I feel that a lot of these offices are going to feel emboldened now that we have a new set of political appointees coming in and that's something that I really am worried about, especially with regard to all these kinds of administrative agreements between labor agencies and DHS. One of the reasons that departmental labor and these other state level entities have been able to make some progress in the last few years has been the assurances sent out to immigrant communities that whatever information that they submit to labor agencies will be sent into a firewall, so that it won't ever be shared beyond them. Without that firewall, I fear that we're going to have tips just drawing up. Immigrants will no longer feel comfortable sharing that information and these laws will effectively go unenforced, which, I should say, not only with ex-immigrant communities, but also, should be of concern for all of the citizen authorized workers as well because that inevitably reduces their protections.

[JC] I think that's right, I think it also increases concerns about racial profiling generally and that's obviously not just for noncitizens, but for citizens who share racial and ethnic backgrounds with the members of immigrant communities. So, I think, I agree that we're likely to see both because different agents on the ground who have been feeling more constrained by the Obama administration's priorities are now going to feel less constrained. We're going to be seeing more workplace actions, perhaps more home raids as well or more sweeping home raid actions. I think the other point to add here is that these kinds of high profile highly visible enforcement efforts are in keeping with Trump's rhetoric around immigration enforcement, which is a rhetoric of displays of enforcement, displays through the building of the wall, displays through the notions evoked in a Republican debate in the debate with others in the Republican primaries where he invoked the image of Operation Wetback, the 1954 Eisenhower enforcement effort.

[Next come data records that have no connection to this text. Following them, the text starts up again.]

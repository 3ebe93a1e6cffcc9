use image::GrayImage;

pub const WHITE: u8 = 255;
pub const BLACK: u8 = 0;

/// A point in continuous raster coordinates. Pixel `(i, j)` covers
/// `[i, i + 1) x [j, j + 1)`, so its centre is `(i + 0.5, j + 0.5)`.
#[derive(Debug, Clone, Copy, PartialEq, Default)]
pub struct Point {
    pub x: f64,
    pub y: f64,
}

impl Point {
    pub fn new(x: f64, y: f64) -> Self {
        Self { x, y }
    }

    pub fn distance(&self, other: &Point) -> f64 {
        let dx = self.x - other.x;
        let dy = self.y - other.y;
        (dx * dx + dy * dy).sqrt()
    }
}

/// An 8-bit grayscale image stored row-major.
#[derive(Debug, Clone, PartialEq)]
pub struct Raster {
    width: u32,
    height: u32,
    pixels: Vec<u8>,
}

impl Raster {
    /// Create a raster filled with a single value.
    pub fn new(width: u32, height: u32, fill: u8) -> Self {
        Self {
            width,
            height,
            pixels: vec![fill; width as usize * height as usize],
        }
    }

    /// Wrap an existing pixel buffer. Returns `None` if the length does not match.
    pub fn from_pixels(width: u32, height: u32, pixels: Vec<u8>) -> Option<Self> {
        if pixels.len() != width as usize * height as usize {
            return None;
        }
        Some(Self {
            width,
            height,
            pixels,
        })
    }

    pub fn width(&self) -> u32 {
        self.width
    }

    pub fn height(&self) -> u32 {
        self.height
    }

    pub fn pixels(&self) -> &[u8] {
        &self.pixels
    }

    pub fn pixels_mut(&mut self) -> &mut [u8] {
        &mut self.pixels
    }

    pub fn get(&self, x: u32, y: u32) -> u8 {
        self.pixels[y as usize * self.width as usize + x as usize]
    }

    pub fn set(&mut self, x: u32, y: u32, value: u8) {
        self.pixels[y as usize * self.width as usize + x as usize] = value;
    }

    /// Read a pixel by signed coordinates; anything off the raster is white paper.
    pub fn get_or_white(&self, x: i64, y: i64) -> u8 {
        if x < 0 || y < 0 || x >= self.width as i64 || y >= self.height as i64 {
            return WHITE;
        }
        self.get(x as u32, y as u32)
    }

    /// Bilinear sample at a continuous coordinate (pixel centres at `+0.5`).
    pub fn sample_bilinear(&self, p: Point) -> f64 {
        let fx = p.x - 0.5;
        let fy = p.y - 0.5;
        let x0 = fx.floor();
        let y0 = fy.floor();
        let tx = fx - x0;
        let ty = fy - y0;
        let (x0, y0) = (x0 as i64, y0 as i64);

        let p00 = self.get_or_white(x0, y0) as f64;
        let p10 = self.get_or_white(x0 + 1, y0) as f64;
        let p01 = self.get_or_white(x0, y0 + 1) as f64;
        let p11 = self.get_or_white(x0 + 1, y0 + 1) as f64;

        let top = p00 + (p10 - p00) * tx;
        let bottom = p01 + (p11 - p01) * tx;
        top + (bottom - top) * ty
    }

    /// Convert into an `image` buffer for PNG export.
    pub fn into_gray_image(self) -> GrayImage {
        // Length is checked on construction, so `from_raw` cannot fail.
        GrayImage::from_raw(self.width, self.height, self.pixels)
            .unwrap_or_else(|| GrayImage::new(0, 0))
    }
}

impl From<GrayImage> for Raster {
    fn from(img: GrayImage) -> Self {
        let (width, height) = img.dimensions();
        Self {
            width,
            height,
            pixels: img.into_raw(),
        }
    }
}
use std::io::{self, Read, Write};

use flate2::read::ZlibDecoder;
use flate2::write::ZlibEncoder;
use thiserror::Error;

use crate::frame::Compression;

#[derive(Error, Debug)]
pub enum CompressError {
    #[error("zlib stream error: {0}")]
    Zlib(#[from] io::Error),
    #[error("inflated document exceeds {limit} bytes")]
    TooLarge { limit: usize },
}

/// Deflate `data` into a zlib stream, falling back to `Stored` when that
/// does not make it smaller (already compressed or encrypted input).
pub fn compress(data: &[u8]) -> Result<(Compression, Vec<u8>), CompressError> {
    let mut encoder = ZlibEncoder::new(Vec::with_capacity(data.len() / 2), flate2::Compression::best());
    encoder.write_all(data)?;
    let deflated = encoder.finish()?;

    if deflated.len() < data.len() {
        Ok((Compression::Zlib, deflated))
    } else {
        Ok((Compression::Stored, data.to_vec()))
    }
}

/// Undo [`compress`]. Output larger than `limit` bytes is refused.
pub fn decompress(compression: Compression, data: &[u8], limit: usize) -> Result<Vec<u8>, CompressError> {
    match compression {
        Compression::Stored => Ok(data.to_vec()),
        Compression::Zlib => {
            let mut out = Vec::new();
            // One byte past the limit tells "exactly limit" from "too large"
            ZlibDecoder::new(data)
                .take(limit as u64 + 1)
                .read_to_end(&mut out)?;
            if out.len() > limit {
                return Err(CompressError::TooLarge { limit });
            }
            Ok(out)
        }
    }
}

#[cfg(test)]
mod tests {
    use super::*;
    use rand::{RngCore, SeedableRng};
    use rand_chacha::ChaCha8Rng;

    #[test]
    fn test_text_is_deflated() {
        let text = b"paper remembers what disks forget. ".repeat(200);
        let (tag, packed) = compress(&text).unwrap();
        assert_eq!(tag, Compression::Zlib);
        assert!(packed.len() < text.len() / 10);
        assert_eq!(decompress(tag, &packed, usize::MAX - 1).unwrap(), text);
    }

    #[test]
    fn test_random_bytes_are_stored() {
        let mut data = vec![0u8; 4096];
        ChaCha8Rng::seed_from_u64(3).fill_bytes(&mut data);
        let (tag, packed) = compress(&data).unwrap();
        assert_eq!(tag, Compression::Stored);
        assert_eq!(packed, data);
        assert_eq!(decompress(tag, &packed, 4096).unwrap(), data);
    }

    #[test]
    fn test_empty_input() {
        let (tag, packed) = compress(&[]).unwrap();
        assert_eq!(tag, Compression::Stored);
        assert!(decompress(tag, &packed, 0).unwrap().is_empty());
    }

    #[test]
    fn test_inflate_limit() {
        let zeros = vec![0u8; 100_000];
        let (tag, packed) = compress(&zeros).unwrap();
        assert_eq!(tag, Compression::Zlib);
        assert_eq!(decompress(tag, &packed, 100_000).unwrap().len(), 100_000);
        assert!(matches!(
            decompress(tag, &packed, 99_999),
            Err(CompressError::TooLarge { limit: 99_999 })
        ));
    }

    #[test]
    fn test_corrupt_stream() {
        let (_, mut packed) = compress(&b"abcabcabc".repeat(50)).unwrap();
        // Break the zlib header's method field
        packed[0] ^= 0xFF;
        assert!(matches!(
            decompress(Compression::Zlib, &packed, 1 << 20),
            Err(CompressError::Zlib(_))
        ));
    }
}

These are very visible high profile enforcement efforts that send a message and that seem to be his hope, right, to pursue a policy of these high profile enforcement efforts.

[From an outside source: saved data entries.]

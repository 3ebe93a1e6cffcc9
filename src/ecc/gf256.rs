//! GF(2^8) arithmetic with the primitive polynomial 0x11D (x^8+x^4+x^3+x^2+1).

use std::sync::OnceLock;

const PRIM_POLY: u16 = 0x11D;

/// Order of the multiplicative group.
pub const ORDER: usize = 255;

struct GfTables {
    exp: [u8; 512],
    log: [u8; 256],
}

fn build_tables() -> GfTables {
    let mut exp = [0u8; 512];
    let mut log = [0u8; 256];

    let mut x: u16 = 1;
    for i in 0..ORDER {
        exp[i] = x as u8;
        exp[i + ORDER] = x as u8; // wrap-around so log sums never need a modulo
        log[x as usize] = i as u8;
        x <<= 1;
        if x & 0x100 != 0 {
            x ^= PRIM_POLY;
        }
    }
    exp[510] = exp[0];
    exp[511] = exp[1];

    GfTables { exp, log }
}

fn tables() -> &'static GfTables {
    static TABLES: OnceLock<GfTables> = OnceLock::new();
    TABLES.get_or_init(build_tables)
}

/// α^i for any exponent.
pub fn exp(i: usize) -> u8 {
    tables().exp[i % ORDER]
}

/// α^-i for any exponent.
pub fn exp_neg(i: usize) -> u8 {
    tables().exp[(ORDER - i % ORDER) % ORDER]
}

pub fn mul(a: u8, b: u8) -> u8 {
    if a == 0 || b == 0 {
        return 0;
    }
    let t = tables();
    t.exp[t.log[a as usize] as usize + t.log[b as usize] as usize]
}

/// Multiplicative inverse. `a` must be non-zero.
pub fn inv(a: u8) -> u8 {
    debug_assert_ne!(a, 0, "zero has no inverse in GF(2^8)");
    let t = tables();
    t.exp[ORDER - t.log[a as usize] as usize]
}

pub fn div(a: u8, b: u8) -> u8 {
    mul(a, inv(b))
}

/// Evaluate a polynomial with the highest-degree coefficient first.
pub fn poly_eval(poly: &[u8], x: u8) -> u8 {
    poly.iter().fold(0u8, |acc, &coeff| mul(acc, x) ^ coeff)
}

/// Evaluate a polynomial with the constant term first.
pub fn poly_eval_asc(poly: &[u8], x: u8) -> u8 {
    let mut result = 0u8;
    let mut x_pow = 1u8;
    for &coeff in poly {
        result ^= mul(coeff, x_pow);
        x_pow = mul(x_pow, x);
    }
    result
}

/// Multiply two polynomials (highest-degree coefficient first).
pub fn poly_mul(a: &[u8], b: &[u8]) -> Vec<u8> {
    let mut result = vec![0u8; a.len() + b.len() - 1];
    for (i, &ac) in a.iter().enumerate() {
        for (j, &bc) in b.iter().enumerate() {
            result[i + j] ^= mul(ac, bc);
        }
    }
    result
}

Workplace raids fit that model as do high profile home raids that target everyone in the household. So, I think that is a concern, that both agencies will feel less tethered by priorities and that they may feel that it will acceptable and desirable in the new administration for them to undertake more high profile visible efforts of enforcement, regardless of whether that actually serves the good of the nation, or serves the good of communities, or serves workers. I think those questions may be lower priority than, "Does this look like we're making a show of force in an area where we've said we will make a show of force?"

[SL] So, let's move away from the shift in enforcement priorities and programs and talk about places where immigrants and their allies might exercise some agency and resistance. So, a concept that has attracted a lot of attention in the last several weeks, really the last several year, but, especially the last several weeks, has been sanctuaries. So, can you say a little bit about sanctuaries? What are sanctuaries?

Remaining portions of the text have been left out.